Opinion

Contraception still a bitter pill for many

Helen and Graham Linehan are currently campaigning to change the law against abortion in Ireland
Helen and Graham Linehan are currently campaigning to change the law against abortion in Ireland

The other week a small Dublin theatre put on a show of talent and beguiling oddness. ‘The Train’ wound up with the originals of some of the characters joining the cast to cheer the performance, the event it dramatised, and laughing, their younger selves. About as unlike a northern event as possible, the night also pointed up what north and south share.

‘The Train’ made a quirky musical out of a quirky political protest – that of 49 women who went from Connolly Station to Belfast and back to buy contraceptives and challenge the state to arrest them. This was May 1971, when it was illegal to sell condoms in the Republic (though not to use them, figure that out) and when the pill was available to married women only as a ‘cycle regulator.’ Other things were happening here at the time, principally for many the miserable Troubles. A jokey invasion by Dublin women went fairly unnoticed. What was it about, anyhow?

You could buy condoms across a chemist’s counter in the north – if the chemist was a Protestant, and you didn’t mind asking for them in the face of visible disapproval. Or so I’m told. As for the pill, regardless of religion some doctors prescribed it and some didn’t. A Protestant woman around then walked into her doctor’s in a Protestant village and asked him to put her on the pill because she was about to be married and didn’t want to be pregnant just yet. Aren’t you a healthy young woman, said he, away out of this.

A Catholic woman older by a decade was sent by the priest in confession to ask for the pill, because, he said, she needed a rest from one pregnancy after another. Ah now aren’t you healthy enough, said the doctor, and chased her. No heat in either exchange, just sensible men sorting out potentially silly women.

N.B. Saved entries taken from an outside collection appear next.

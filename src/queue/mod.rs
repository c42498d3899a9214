//! Lock-free, unbounded, multi-producer multi-consumer queues, generic over
//! which reclamation scheme ([`crate::schemes::Ebr`], [`crate::schemes::Hp`]
//! or [`crate::schemes::He`]) protects their nodes.

pub mod michael_scott;
pub mod ramalhete;

pub use michael_scott::MichaelScottQueue;
pub use ramalhete::RamalheteQueue;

These stories come directly from the women they happened to, remembered in exactly that tone. They were told what they could and couldn’t do. Very different women in utterly different circumstances, but whether they got pregnant or not was not for them to decide.

‘Not the church, not the state, women should decide their fate’ – the 1971 Dublin protesters chanted that among other things as they arrived back in Connolly, to be met by embarrassed customs officials, flustered gardaí, and cheering, banner-waving supporters. Pills were thrown into the air, aspirins in fact because - as the protesters didn’t realise until they got there - you couldn’t actually buy the pill across a northern counter, then or now. Nobody was charged.

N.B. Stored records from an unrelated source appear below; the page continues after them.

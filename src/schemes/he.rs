//! Hazard eras.
//!
//! A generalization of hazard pointers that announces a timestamp (an
//! "era") instead of an address. A global, monotonically increasing era
//! counter is bumped once per retire; each retired record remembers the era
//! it was retired at. Reclaiming a record only requires checking that no
//! live thread's announced era is still behind the record's retire era —
//! there is no need to know which specific address a thread is protecting,
//! which avoids the address-comparison retry some hazard-pointer
//! implementations need on every acquire.
//!
//! This crate's hazard-pointer scheme ([`crate::schemes::hp`]) is grounded
//! directly on the teacher repo; this module reuses the same
//! [`SlotList`]/thread-local-cache shape but swaps the per-slot protected
//! *address* for a per-slot protected *era*, following the teacher's own
//! `Local`/`Global` split rather than inventing a new one. Birth eras are
//! intentionally not tracked (every record is conservatively treated as
//! having existed since era 0): wiring a precise birth era into every
//! container's publish path would require a container-level hook this
//! crate's generic [`Reclaimable`] contract does not expose.

use core::cell::{Cell, RefCell};
use core::ptr;
use core::ptr::NonNull;
use core::sync::atomic::{AtomicU64, Ordering};
use std::sync::OnceLock;

use arrayvec::ArrayVec;

use crate::config::Config;
use crate::marked_ptr::{Atomic, MarkedPtr};
use crate::reclaim::{Guard as GuardTrait, NotEqual, Reclaimable, Scheme};
use crate::registry::{RawNode, RawStack, Slot, SlotList};

const ELEMENTS_PER_NODE: usize = 128;
const RECYCLE_CACHE_CAPACITY: usize = 16;

const IDLE: u64 = u64::MAX;
const RESERVED: u64 = u64::MAX - 1;

static CONFIG: OnceLock<Config> = OnceLock::new();

fn config() -> &'static Config {
    CONFIG.get_or_init(Config::default)
}

/// Sets the process-wide configuration for the hazard-era scheme.
pub fn configure(new_config: Config) {
    let _ = CONFIG.set(new_config);
}

////////////////////////////////////////////////////////////////////////////////////////////////////
// EraSlot
////////////////////////////////////////////////////////////////////////////////////////////////////

struct EraSlot {
    era: AtomicU64,
}

impl Default for EraSlot {
    fn default() -> Self {
        Self { era: AtomicU64::new(IDLE) }
    }
}

impl Slot for EraSlot {
    fn try_claim(&self) -> bool {
        self.era.compare_exchange(IDLE, RESERVED, Ordering::AcqRel, Ordering::Relaxed).is_ok()
    }

    fn release(&self) {
        self.era.store(IDLE, Ordering::Release);
    }
}

////////////////////////////////////////////////////////////////////////////////////////////////////
// Retired
////////////////////////////////////////////////////////////////////////////////////////////////////

struct Retired {
    ptr: *mut (),
    reclaim: unsafe fn(*mut ()),
    retire_era: u64,
    next: *mut Retired,
}

unsafe impl Send for Retired {}

impl Retired {
    unsafe fn new<T: Reclaimable>(ptr: NonNull<T>, retire_era: u64) -> Self {
        unsafe fn call<T: Reclaimable>(ptr: *mut ()) {
            T::reclaim(ptr as *mut T);
        }
        Self { ptr: ptr.as_ptr() as *mut (), reclaim: call::<T>, retire_era, next: ptr::null_mut() }
    }

    unsafe fn reclaim(self) {
        (self.reclaim)(self.ptr)
    }
}

impl RawNode for Retired {
    unsafe fn next(node: *mut Self) -> *mut Self {
        unsafe { (*node).next }
    }

    unsafe fn set_next(node: *mut Self, next: *mut Self) {
        unsafe { (*node).next = next };
    }
}

////////////////////////////////////////////////////////////////////////////////////////////////////
// Global
////////////////////////////////////////////////////////////////////////////////////////////////////

struct Global {
    era: AtomicU64,
    slots: SlotList<EraSlot, ELEMENTS_PER_NODE>,
}

impl Global {
    const fn new() -> Self {
        Self { era: AtomicU64::new(0), slots: SlotList::new() }
    }

    /// Returns the oldest era any live thread is still announced at, or
    /// `IDLE` if no thread currently protects anything.
    ///
    /// (ERA:2) pairs with every announcing thread's `(ERA:1)` `SeqCst`
    /// store: a record retired at era `r` is safe to reclaim once this scan
    /// observes no slot below `r`.
    fn min_announced_era(&self) -> u64 {
        std::sync::atomic::fence(Ordering::SeqCst);
        self.slots
            .iter()
            .map(|slot| slot.era.load(Ordering::Acquire))
            .filter(|&era| era != IDLE && era != RESERVED)
            .min()
            .unwrap_or(IDLE)
    }
}

static GLOBAL: Global = Global::new();

////////////////////////////////////////////////////////////////////////////////////////////////////
// Local
////////////////////////////////////////////////////////////////////////////////////////////////////

struct LocalState {
    cache: RefCell<ArrayVec<[&'static EraSlot; RECYCLE_CACHE_CAPACITY]>>,
    retired: RefCell<Vec<Retired>>,
    ops_since_scan: Cell<u32>,
}

impl LocalState {
    fn new() -> Self {
        Self {
            cache: RefCell::new(ArrayVec::new()),
            retired: RefCell::new(Vec::with_capacity(config().init_cache())),
            ops_since_scan: Cell::new(0),
        }
    }

    fn acquire_slot(&self) -> &'static EraSlot {
        if let Some(slot) = self.cache.borrow_mut().pop() {
            return slot;
        }
        GLOBAL.slots.claim()
    }

    /// Like [`acquire_slot`](Self::acquire_slot), but honors
    /// [`Config::max_slots`]: once the registry has hit that cap, this
    /// returns `Err` instead of growing it further.
    fn try_acquire_slot(&self) -> Result<&'static EraSlot, BadEraAlloc> {
        if let Some(slot) = self.cache.borrow_mut().pop() {
            return Ok(slot);
        }
        match config().max_slots() {
            Some(max) => GLOBAL.slots.claim_bounded(max).ok_or(BadEraAlloc),
            None => Ok(GLOBAL.slots.claim()),
        }
    }

    fn recycle_slot(&self, slot: &'static EraSlot) {
        slot.era.store(RESERVED, Ordering::Release);
        let mut cache = self.cache.borrow_mut();
        if cache.len() < cache.capacity() {
            cache.push(slot);
        } else {
            drop(cache);
            slot.release();
        }
    }

    fn note_retire(&self, retired: Retired) {
        self.retired.borrow_mut().push(retired);
        let ops = self.ops_since_scan.get() + 1;
        let enough_records = self.retired.borrow().len() as u32 >= config().min_required_records();
        if ops >= config().scan_threshold() && enough_records {
            self.ops_since_scan.set(0);
            self.scan();
        } else {
            self.ops_since_scan.set(ops);
        }
    }

    fn scan(&self) {
        let min_era = GLOBAL.min_announced_era();
        self.retired.borrow_mut().retain(|retired| {
            if min_era < retired.retire_era {
                true
            } else {
                unsafe { ptr::read(retired).reclaim() };
                false
            }
        });
    }
}

impl Drop for LocalState {
    fn drop(&mut self) {
        for slot in self.cache.get_mut().drain(..) {
            slot.release();
        }
        self.scan();
        let remaining = self.retired.get_mut();
        for retired in remaining.drain(..) {
            let node = Box::into_raw(Box::new(retired));
            unsafe { ABANDONED.push(node) };
        }
    }
}

static ABANDONED: RawStack<Retired> = RawStack::new();

thread_local! {
    static LOCAL: LocalState = LocalState::new();
}

/// Adopts and scans any records abandoned by threads that have since
/// exited, reclaiming whatever is no longer protected.
pub fn adopt_abandoned() {
    let mut curr = ABANDONED.take_all();
    if curr.is_null() {
        return;
    }
    let min_era = GLOBAL.min_announced_era();
    while !curr.is_null() {
        let node = unsafe { Box::from_raw(curr) };
        curr = node.next;
        let retired = *node;
        if min_era < retired.retire_era {
            let node = Box::into_raw(Box::new(retired));
            unsafe { ABANDONED.push(node) };
        } else {
            unsafe { retired.reclaim() };
        }
    }
}

////////////////////////////////////////////////////////////////////////////////////////////////////
// BadEraAlloc
////////////////////////////////////////////////////////////////////////////////////////////////////

/// Returned by [`He::try_guard`] when [`Config::max_slots`] is set and the
/// registry has no free slot and has already reached its cap (the
/// `static_strategy` allocation-exhaustion error).
#[derive(Debug, Clone, Copy, PartialEq, Eq)]
pub struct BadEraAlloc;

impl core::fmt::Display for BadEraAlloc {
    fn fmt(&self, f: &mut core::fmt::Formatter<'_>) -> core::fmt::Result {
        f.write_str("hazard-era registry has reached its configured slot limit")
    }
}

impl std::error::Error for BadEraAlloc {}

////////////////////////////////////////////////////////////////////////////////////////////////////
// Guard
////////////////////////////////////////////////////////////////////////////////////////////////////

/// A single hazard-era guard, protecting whatever era was current when it
/// last acquired a pointer.
pub struct Guard {
    slot: &'static EraSlot,
}

impl Default for Guard {
    fn default() -> Self {
        LOCAL.with(|local| Self { slot: local.acquire_slot() })
    }
}

impl Guard {
    /// Like [`He::guard`], but fails instead of growing the registry once
    /// [`Config::max_slots`] has been reached.
    fn try_new() -> Result<Self, BadEraAlloc> {
        LOCAL.with(|local| local.try_acquire_slot().map(|slot| Self { slot }))
    }
}

impl Drop for Guard {
    fn drop(&mut self) {
        LOCAL.with(|local| local.recycle_slot(self.slot));
    }
}

impl GuardTrait<He> for Guard {
    fn acquire<T, const NTAG: usize>(
        &mut self,
        atomic: &Atomic<T, NTAG>,
        order: Ordering,
    ) -> MarkedPtr<T, NTAG>
    where
        T: Reclaimable,
    {
        loop {
            let era = GLOBAL.era.load(Ordering::Relaxed);
            // (ERA:1) see Global::min_announced_era
            self.slot.era.store(era, Ordering::SeqCst);
            let current = atomic.load(order);
            if GLOBAL.era.load(Ordering::Relaxed) == era {
                return current;
            }
        }
    }

    fn acquire_if_equal<T, const NTAG: usize>(
        &mut self,
        atomic: &Atomic<T, NTAG>,
        expected: MarkedPtr<T, NTAG>,
        order: Ordering,
    ) -> Result<MarkedPtr<T, NTAG>, NotEqual>
    where
        T: Reclaimable,
    {
        let current = atomic.load(Ordering::Relaxed);
        if current != expected {
            return Err(NotEqual);
        }

        let era = GLOBAL.era.load(Ordering::Relaxed);
        // (ERA:1) see Global::min_announced_era
        self.slot.era.store(era, Ordering::SeqCst);
        let revalidated = atomic.load(order);
        if revalidated == expected && GLOBAL.era.load(Ordering::Relaxed) == era {
            Ok(revalidated)
        } else {
            self.reset();
            Err(NotEqual)
        }
    }

    fn reset(&mut self) {
        self.slot.era.store(RESERVED, Ordering::Release);
    }
}

////////////////////////////////////////////////////////////////////////////////////////////////////
// He
////////////////////////////////////////////////////////////////////////////////////////////////////

/// Hazard-era reclamation scheme marker type.
#[derive(Debug, Clone, Copy, Default)]
pub struct He;

/// Hazard eras protect per-acquire, not per-region, so entering or leaving
/// a region has nothing to publish.
#[derive(Debug, Default)]
pub struct RegionGuard(());

impl Scheme for He {
    type Guard = Guard;
    type RegionGuard = RegionGuard;

    #[inline]
    fn guard() -> Guard {
        Guard::default()
    }

    unsafe fn retire<T>(ptr: NonNull<T>)
    where
        T: Reclaimable,
    {
        let retire_era = GLOBAL.era.fetch_add(1, Ordering::AcqRel) + 1;
        LOCAL.with(|local| local.note_retire(Retired::new(ptr, retire_era)));
    }
}

impl He {
    /// Creates a new hazard-era guard, or fails with [`BadEraAlloc`] if
    /// [`Config::max_slots`] is set (`static_strategy`) and the registry has
    /// no free slot left within that cap.
    ///
    /// With the default configuration (`max_slots` unset, `dynamic_strategy`)
    /// this never fails; prefer the infallible [`He::guard`] in that case.
    pub fn try_guard() -> Result<Guard, BadEraAlloc> {
        Guard::try_new()
    }
}

#[cfg(test)]
mod tests {
    use super::*;

    struct Node {
        #[allow(dead_code)]
        value: u32,
    }

    unsafe impl Reclaimable for Node {}

    #[test]
    fn try_guard_succeeds_under_default_dynamic_strategy() {
        assert!(He::try_guard().is_ok());
    }

    #[test]
    fn acquire_protects_current_value() {
        let atomic: Atomic<Node, 0> = Atomic::from_marked_ptr(crate::marked_ptr::alloc(Node { value: 9 }));
        let mut guard = He::guard();
        let loaded = guard.acquire(&atomic, Ordering::Acquire);
        assert_eq!(unsafe { &*loaded.ptr() }.value, 9);
        unsafe { crate::marked_ptr::dealloc(loaded.ptr()) };
    }

    #[test]
    fn protected_record_survives_scan_until_guard_drops() {
        static DROPPED: core::sync::atomic::AtomicBool = core::sync::atomic::AtomicBool::new(false);

        struct Counted;
        unsafe impl Reclaimable for Counted {
            unsafe fn reclaim(ptr: *mut Self) {
                drop(Box::from_raw(ptr));
                DROPPED.store(true, Ordering::Relaxed);
            }
        }

        let atomic: Atomic<Counted, 0> = Atomic::from_marked_ptr(crate::marked_ptr::alloc(Counted));
        let mut guard = He::guard();
        let loaded = guard.acquire(&atomic, Ordering::Acquire);

        unsafe { He::retire(NonNull::new_unchecked(loaded.ptr())) };
        LOCAL.with(|local| local.scan());
        assert!(!DROPPED.load(Ordering::Relaxed));

        drop(guard);
        LOCAL.with(|local| local.scan());
        assert!(DROPPED.load(Ordering::Relaxed));
    }
}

The law didn’t change until 1985, half-heartedly. But protest helped keep the pressure on, brought contradictions to the surface.

Progress still took forever, at a terrible cost. Religious objections to contraception and refusal to legalise provision of abortion still keep a less cheerful and silent traffic going, in the women and girls who trek to England, search the web, receive secret packages.

There is a woman or girl near you who has had an abortion and is never going to tell you because you might judge her.

The Republic is a very different place now, a pretty different society to this one. Those ‘Justin Casey’ condom machines in pubs started appearing there first, and became unnoticed soon after.

The delighted welcome for the same sex marriage referendum is impossible to imagine here. Though push optimism to the limit about the number and disposition of those liberal unionists said to be turned off existing unionist parties, and might the relaxation of Catholic attitudes towards homosexuality plus Protestant secularism take a vote cross the line? Supposing our political parties allowed a referendum.

Abortion, as Gloria Steinem still campaigning at 81 said recently, will be the last issue to fall. She was talking as congressional hearings focus, thanks to right wing republicans, on right to access not only abortion but also contraception. Patriarchy, as she puts it, is about controlling reproduction. Which means controlling women at their most vulnerable.

‘Patriarchy’ too high-flown? Try this instead. The PSNI website has a section headed ‘Recorded crime with a domestic abuse motivation.’ The first item is homicide. It also lists violent deaths with paramilitary connections, and compared to other agencies is inclined to under-count. But the balance is clear. From 2004-13 the police list 62 deaths with a ‘domestic abuse motivation.’ From 2006-15 Troubles-type killings come to 22.

P.S. Women’s Aid say that of all domestic violence, over 30 per cent starts during pregnancy.